Plaintiff requests an award of $62,051.75, based upon a reduced hourly rate of $275.00 per hour.  Specifically, attorney Holly Walker represents she spent 186.11 hours ($51,180.25), which includes the time spent preparing this motion and anticipated time attending the hearing at 3.0 hours, prosecuting this case through summary adjudication and entry of judgment; and that attorney Mark N. Strom has spent 37.50 ($10,312.50) prosecuting this case, for a combined total of 223.61 hours of time spent.  (Motion, Walker Decl. ¶ 7.)  Counsel also represents all of the time was reasonable and necessary to accomplish the required tasks, and to enable Plaintiff to prevail in this action.  (Ibid.)  A copy of the statement of account is attached as Exhibit “A.”  (Id., ¶ 8, Exh.

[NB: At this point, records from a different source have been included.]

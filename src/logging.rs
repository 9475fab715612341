use tracing_subscriber::EnvFilter;

/// All workspace crate targets that should receive log output.
const CRATE_TARGETS: &[&str] = &[
    "nereus",
    "nereus_collocate",
    "nereus_fetch",
    "nereus_geo",
    "nereus_io",
    "nereus_qc",
    "nereus_region",
    "nereus_stats",
    "nereus_temporal",
    "nereus_validate",
];

/// Initialize tracing based on CLI verbosity level.
///
/// Mapping:
/// - 0 (none) -> warn
/// - 1 (-v)   -> info
/// - 2 (-vv)  -> debug
/// - 3+ (-vvv)-> trace
///
/// `RUST_LOG` env var overrides the CLI flag if set.
pub fn init(verbosity: u8) {
    let level = match verbosity {
        0 => "warn",
        1 => "info",
        2 => "debug",
        _ => "trace",
    };

    let default_filter: String = CRATE_TARGETS
        .iter()
        .map(|t| format!("{t}={level}"))
        .collect::<Vec<_>>()
        .join(",");

    let filter =
        EnvFilter::try_from_default_env().unwrap_or_else(|_| EnvFilter::new(default_filter));

    tracing_subscriber::fmt().with_env_filter(filter).init();
}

A.) 

 

It appears the hourly rate charged by counsel is reasonable.  It also appears that based on the history of this case that the hours spent is reasonable and that allocation of fees is not necessary since all causes of action relied on same facts and the breach of personal guaranty claim cannot be separated from lawsuit as a whole.  The motion is not opposed. Thus, the motion is granted with a deduction of three hours of time ($825.00) for attending the hearing, for a total of $61, 226.75.